It is worth noting that we also engaged trial participants in preparing first drafts of non-legal content, such as job descriptions, policy documents, and social media posts. In our controlled experiments, we measured approximate time savings of up to two hours per participant per task for this type of content and a very high overall quality scoring (compared to the overall scoring of legal content ‒ see the next two insights for further detail). GenAI helped participants not just to draft the content, but it helped pull the relevant source material into one place for them to review. Participants noted that GenAI output was appropriate, useable and having a first draft to react to enabled them to move forward more effectively.

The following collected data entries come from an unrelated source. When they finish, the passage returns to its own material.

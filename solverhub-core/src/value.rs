//! Runtime values passed to and returned from functions
//!
//! Values can be numbers, text, booleans, objects, lists, null, or
//! errors. A function never panics on bad input; it returns
//! `Value::Error` instead.

use crate::SolverError;
use serde::{Deserialize, Serialize};
use std::collections::HashMap;

/// Runtime value
#[derive(Debug, Clone, PartialEq, Serialize, Deserialize)]
#[serde(tag = "type", content = "value")]
pub enum Value {
    Number(f64),
    Text(String),
    Bool(bool),
    Object(HashMap<String, Value>),
    List(Vec<Value>),
    Null,
    Error(SolverError),
}

impl Value {
    // ========== Safe Accessors (never panic) ==========

    pub fn as_number(&self) -> Option<f64> {
        match self {
            Value::Number(n) => Some(*n),
            _ => None,
        }
    }

    pub fn as_text(&self) -> Option<&str> {
        match self {
            Value::Text(s) => Some(s),
            _ => None,
        }
    }

    pub fn as_object(&self) -> Option<&HashMap<String, Value>> {
        match self {
            Value::Object(o) => Some(o),
            _ => None,
        }
    }

    pub fn as_list(&self) -> Option<&[Value]> {
        match self {
            Value::List(l) => Some(l),
            _ => None,
        }
    }

    pub fn as_error(&self) -> Option<&SolverError> {
        match self {
            Value::Error(e) => Some(e),
            _ => None,
        }
    }

    pub fn is_error(&self) -> bool {
        matches!(self, Value::Error(_))
    }

    pub fn is_null(&self) -> bool {
        matches!(self, Value::Null)
    }

    /// Type name for error messages
    pub fn type_name(&self) -> &'static str {
        match self {
            Value::Number(_) => "Number",
            Value::Text(_) => "Text",
            Value::Bool(_) => "Bool",
            Value::Object(_) => "Object",
            Value::List(_) => "List",
            Value::Null => "Null",
            Value::Error(_) => "Error",
        }
    }

    /// Coerce to a number. Text is parsed after trimming; anything else
    /// that is not already a number yields `None`.
    pub fn to_number(&self) -> Option<f64> {
        match self {
            Value::Number(n) => Some(*n),
            Value::Text(s) => s.trim().parse::<f64>().ok(),
            _ => None,
        }
    }

    /// Plain JSON rendering used on the wire
    pub fn to_json(&self) -> serde_json::Value {
        use serde_json::Value as Json;
        match self {
            Value::Null => Json::Null,
            Value::Bool(b) => Json::Bool(*b),
            Value::Number(n) => serde_json::Number::from_f64(*n)
                .map(Json::Number)
                .unwrap_or(Json::Null),
            Value::Text(s) => Json::String(s.clone()),
            Value::List(l) => Json::Array(l.iter().map(Value::to_json).collect()),
            Value::Object(o) => Json::Object(o.iter().map(|(k, v)| (k.clone(), v.to_json())).collect()),
            Value::Error(e) => serde_json::json!({ "_error": e }),
        }
    }

    /// Inverse of `to_json`. Integers and floats become `Number`.
    pub fn from_json(json: &serde_json::Value) -> Value {
        use serde_json::Value as Json;
        match json {
            Json::Null => Value::Null,
            Json::Bool(b) => Value::Bool(*b),
            Json::Number(n) => n.as_f64().map(Value::Number).unwrap_or(Value::Null),
            Json::String(s) => Value::Text(s.clone()),
            Json::Array(arr) => Value::List(arr.iter().map(Value::from_json).collect()),
            Json::Object(obj) => Value::Object(obj.iter().map(|(k, v)| (k.clone(), Value::from_json(v))).collect()),
        }
    }
}

impl std::fmt::Display for Value {
    fn fmt(&self, f: &mut std::fmt::Formatter<'_>) -> std::fmt::Result {
        match self {
            Value::Number(n) => write!(f, "{}", n),
            Value::Text(s) => write!(f, "{}", s),
            Value::Bool(b) => write!(f, "{}", b),
            Value::Object(_) => write!(f, "[Object]"),
            Value::List(items) => {
                let contents: Vec<String> = items.iter().map(|v| v.to_string()).collect();
                write!(f, "[{}]", contents.join(", "))
            }
            Value::Null => write!(f, "null"),
            Value::Error(e) => write!(f, "#ERROR: {}", e.code),
        }
    }
}

impl Default for Value {
    fn default() -> Self {
        Value::Null
    }
}

impl From<f64> for Value {
    fn from(n: f64) -> Self {
        Value::Number(n)
    }
}

impl From<&str> for Value {
    fn from(s: &str) -> Self {
        Value::Text(s.to_string())
    }
}

impl From<String> for Value {
    fn from(s: String) -> Self {
        Value::Text(s)
    }
}

impl From<bool> for Value {
    fn from(b: bool) -> Self {
        Value::Bool(b)
    }
}

impl From<SolverError> for Value {
    fn from(e: SolverError) -> Self {
        Value::Error(e)
    }
}
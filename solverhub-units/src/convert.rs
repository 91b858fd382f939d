//! Conversion resolver

use crate::error::ConversionError;
use crate::registry::{CategoryKind, UnitRegistry};
use crate::units::UNITS;

/// Resolves conversion requests against a registry
#[derive(Debug, Clone, Copy)]
pub struct Converter<'r> {
    registry: &'r UnitRegistry,
}

impl<'r> Converter<'r> {
    pub fn new(registry: &'r UnitRegistry) -> Self {
        Converter { registry }
    }

    pub fn registry(&self) -> &'r UnitRegistry {
        self.registry
    }

    /// Convert `value` from one unit to another within `category`.
    ///
    /// Linear categories go through the base unit; affine categories use
    /// the category's pair table. The result is not rounded.
    pub fn convert(&self, category: &str, from: &str, to: &str, value: f64) -> Result<f64, ConversionError> {
        if !value.is_finite() {
            return Err(ConversionError::InvalidValue(value.to_string()));
        }

        let cat = self.registry.require(category)?;
        let from_unit = cat.unit(from).ok_or_else(|| ConversionError::unknown_unit(category, from))?;
        let to_unit = cat.unit(to).ok_or_else(|| ConversionError::unknown_unit(category, to))?;

        if from == to {
            return Ok(value);
        }

        match cat.kind() {
            CategoryKind::Affine { .. } => cat
                .pair(from, to)
                .map(|pair| (pair.apply)(value))
                .ok_or_else(|| ConversionError::unsupported(category, from, to)),
            CategoryKind::Linear { .. } => {
                let base = from_unit.rule.to_base(value);
                base.and_then(|b| to_unit.rule.from_base(b))
                    .ok_or_else(|| ConversionError::unsupported(category, from, to))
            }
        }
    }

    /// Express `value` in the category's base unit. Affine categories
    /// have no base unit.
    pub fn to_base(&self, category: &str, unit: &str, value: f64) -> Result<f64, ConversionError> {
        let cat = self.registry.require(category)?;
        match cat.base_unit() {
            Some(base) => self.convert(category, unit, base, value),
            None => Err(ConversionError::unsupported(category, unit, "base unit")),
        }
    }
}

impl Default for Converter<'static> {
    fn default() -> Self {
        Converter::new(&UNITS)
    }
}

/// Convert using the built-in registry
pub fn convert(category: &str, from: &str, to: &str, value: f64) -> Result<f64, ConversionError> {
    Converter::default().convert(category, from, to, value)
}

/// Express a value in its category's base unit using the built-in registry
pub fn to_base(category: &str, unit: &str, value: f64) -> Result<f64, ConversionError> {
    Converter::default().to_base(category, unit, value)
}

/// Category names of the built-in registry
pub fn list_categories() -> Vec<&'static str> {
    UNITS.list_categories()
}

/// Unit names of a built-in category
pub fn list_units(category: &str) -> Result<Vec<&'static str>, ConversionError> {
    UNITS.list_units(category)
}
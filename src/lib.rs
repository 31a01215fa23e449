use config::{Config, ConfigError};
use serde::Deserialize;

pub mod domain;
pub mod infrastructure;

#[derive(Clone, Debug, Deserialize)]
pub struct ScheduleFlowConfig {
    pub booking: Booking,
    pub locale: Locale,
    pub logger: Logger,
}

impl ScheduleFlowConfig {
    pub fn load() -> Result<Self, ConfigError> {
        Config::builder()
            .add_source(config::File::with_name("scheduleflow.toml"))
            .add_source(config::Environment::with_prefix("SCHEDULEFLOW").separator("_"))
            .build()?
            .try_deserialize::<ScheduleFlowConfig>()
    }
}

#[derive(Clone, Debug, Deserialize)]
pub struct Booking {
    pub confirm_delay_ms: u64,
}

#[derive(Clone, Debug, Deserialize)]
pub struct Locale {
    pub tag: String,
}

#[derive(Clone, Debug, Deserialize)]
pub struct Logger {
    pub level: Level,
}

#[derive(Clone, Debug, Deserialize)]
pub enum Level {
    TRACE,
    DEBUG,
    INFO,
    WARN,
    ERROR,
}

impl From<&Level> for tracing::Level {
    fn from(value: &Level) -> Self {
        match value {
            Level::TRACE => tracing::Level::TRACE,
            Level::DEBUG => tracing::Level::DEBUG,
            Level::INFO => tracing::Level::INFO,
            Level::WARN => tracing::Level::WARN,
            Level::ERROR => tracing::Level::ERROR,
        }
    }
}
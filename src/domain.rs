pub mod availability;
pub mod booking;
pub mod calendar;
pub mod core;

use once_cell::sync;
use serde::{Deserialize, Serialize};
use snowflake::SnowflakeIdGenerator;
use std::{
    collections::VecDeque,
    error::Error,
    fmt::{Debug, Display},
    ops::Deref,
    str::FromStr,
    sync::Arc,
};
use thiserror::Error;
use tokio::{
    sync::{mpsc, oneshot},
    task::JoinHandle,
};

pub trait Id:
    Clone
    + Eq
    + Deref<Target = Self::Inner>
    + From<Self::Inner>
    + Display
    + Debug
    + Serialize
    + for<'de> Deserialize<'de>
{
    type Inner: FromStr;
}

pub trait Event: Clone + Eq + Debug + Serialize + for<'a> Deserialize<'a> {
    type Id;
}

pub trait Entity: Debug + Clone {
    type Id: Id;

    const ENTITY_NAME: &'static str;

    fn id(&self) -> Self::Id;
}

pub trait Aggregation: Entity + IntoIterator<Item = Self::Event> + Default {
    type Event: Event<Id = Self::Id>;
    type Error: Error;

    fn validate(&self, event: &Self::Event) -> Result<(), Self::Error>;
    fn apply(&mut self, event: Self::Event);
    fn events(&self) -> &EventQueue<Self::Event>;
    fn events_mut(&mut self) -> &mut EventQueue<Self::Event>;
    fn pop(&mut self) -> Option<Self::Event> {
        self.events_mut().pop()
    }
    fn pop_all(&mut self) -> Vec<Self::Event> {
        let mut events = Vec::new();
        while let Some(e) = self.pop() {
            events.push(e);
        }
        events
    }
    fn clear(&mut self) {
        self.events_mut().clear()
    }
    fn peek(&self) -> Option<&Self::Event> {
        self.events().peek()
    }
    fn iter(&self) -> EventQueueIter<'_, Self::Event> {
        self.events().iter()
    }
    fn iter_mut(&mut self) -> EventQueueIterMut<'_, Self::Event> {
        self.events_mut().iter_mut()
    }
}

#[derive(Error, Debug)]
pub enum DataAccessError {
    #[error("Database connection error: {0}")]
    ConnectionError(Box<dyn Error>),
    #[error("Database query error: {0}")]
    QueryError(Box<dyn Error>),
    #[error("Data read error: {0}")]
    ReadError(Box<dyn Error>),
    #[error("Data write error: {0}")]
    WriteError(Box<dyn Error>),
    #[error("Client side error: {0}")]
    ClientSideError(Box<dyn Error>),
}

#[derive(Debug, Clone, PartialEq, Eq, PartialOrd, Ord)]
pub struct EventQueue<T> {
    queue: VecDeque<T>,
}

impl<T> EventQueue<T> {
    pub fn new() -> Self {
        Self {
            queue: VecDeque::new(),
        }
    }
    pub fn peek(&self) -> Option<&T> {
        self.queue.front()
    }
    pub fn push(&mut self, value: T) {
        self.queue.push_back(value)
    }
    pub fn pop(&mut self) -> Option<T> {
        self.queue.pop_front()
    }
    pub fn clear(&mut self) {
        self.queue.clear()
    }
    pub fn iter(&self) -> EventQueueIter<'_, T> {
        self.queue.iter()
    }
    pub fn iter_mut(&mut self) -> EventQueueIterMut<'_, T> {
        self.queue.iter_mut()
    }
}

impl<T> IntoIterator for EventQueue<T> {
    type Item = T;
    type IntoIter = EventQueueIntoIter<T>;
    fn into_iter(self) -> Self::IntoIter {
        self.queue.into_iter()
    }
}

impl<T> Default for EventQueue<T> {
    fn default() -> Self {
        Self::new()
    }
}

pub type EventQueueIntoIter<T> = std::collections::vec_deque::IntoIter<T>;
pub type EventQueueIter<'a, T> = std::collections::vec_deque::Iter<'a, T>;
pub type EventQueueIterMut<'a, T> = std::collections::vec_deque::IterMut<'a, T>;

pub struct IdGenerator(SnowflakeIdGenerator);

impl IdGenerator {
    pub fn new(gen: SnowflakeIdGenerator) -> Self {
        Self(gen)
    }

    pub fn generate(&mut self) -> u64 {
        self.0.generate() as u64
    }
}

impl From<SnowflakeIdGenerator> for IdGenerator {
    fn from(value: SnowflakeIdGenerator) -> Self {
        Self::new(value)
    }
}

pub static ID_GENERATOR: sync::Lazy<IdGeneratorTask> =
    sync::Lazy::new(|| IdGeneratorTask::spawn(SnowflakeIdGenerator::new(1, 1).into()));

#[derive(Clone)]
pub struct IdGeneratorTask {
    _handle: Arc<JoinHandle<()>>,
    sender: mpsc::Sender<oneshot::Sender<u64>>,
}

impl IdGeneratorTask {
    pub fn spawn(mut gen: IdGenerator) -> Self {
        let (tx_async, mut rx_async) = mpsc::channel::<oneshot::Sender<u64>>(100);
        let handle = tokio::spawn(async move {
            while let Some(tx) = rx_async.recv().await {
                tx.send(gen.generate()).unwrap();
            }
        });
        Self {
            _handle: Arc::new(handle),
            sender: tx_async,
        }
    }

    pub async fn generate<T>(&self) -> T
    where
        T: From<u64>,
    {
        let (tx, rx) = oneshot::channel::<u64>();
        self.sender.send(tx).await.unwrap();
        T::from(rx.await.unwrap())
    }
}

It is Ashurst's view that using GenAI in this way has the potential to impact the drafter's workflow by freeing them up to conduct higher-value work or other development activities. Producing first drafts quicker may also mean the reviewer receives a first cut sooner and, ultimately, may increase the delivery speed of legal services externally. However, it is important to add a healthy caution: potential time savings are always subject to the content being legally correct. If the initial steer provided by GenAI is incorrect, there is a risk that the drafter is sent along an incorrect path, which may result in more time being taken to correct the work once checked. We, therefore, found that potential value is tied to the accuracy of the GenAI output. For this reason, it is also imperative that appropriate safeguards are put in place to ensure that work generated by GenAI is thoroughly and properly reviewed by appropriate experts.
It has been well-established that large language models themselves do not produce output that can be relied upon as being legally correct.2 Therefore, we sought to understand whether and how accuracy might be improved when using both generic 'assistant' type tools and tools designed for specific legal use cases, in each case enabling contextualising with legal data.
This was investigated by our blind study, where common assessment criteria were designed to allow Ashurst to benchmark the GenAI output of different tools against the outputs of our lawyers working without GenAI tools. Accuracy formed part of that criteria (see the Appendix). The expert panel were asked to assess if output (in this instance, case summaries) was "legally correct, precise, misguided and/or contradictory" and apply a score out of 5. Quantifying output in this way provided measurable and comparable data points between the output from the GenAI tools and the work of Ashurst lawyers.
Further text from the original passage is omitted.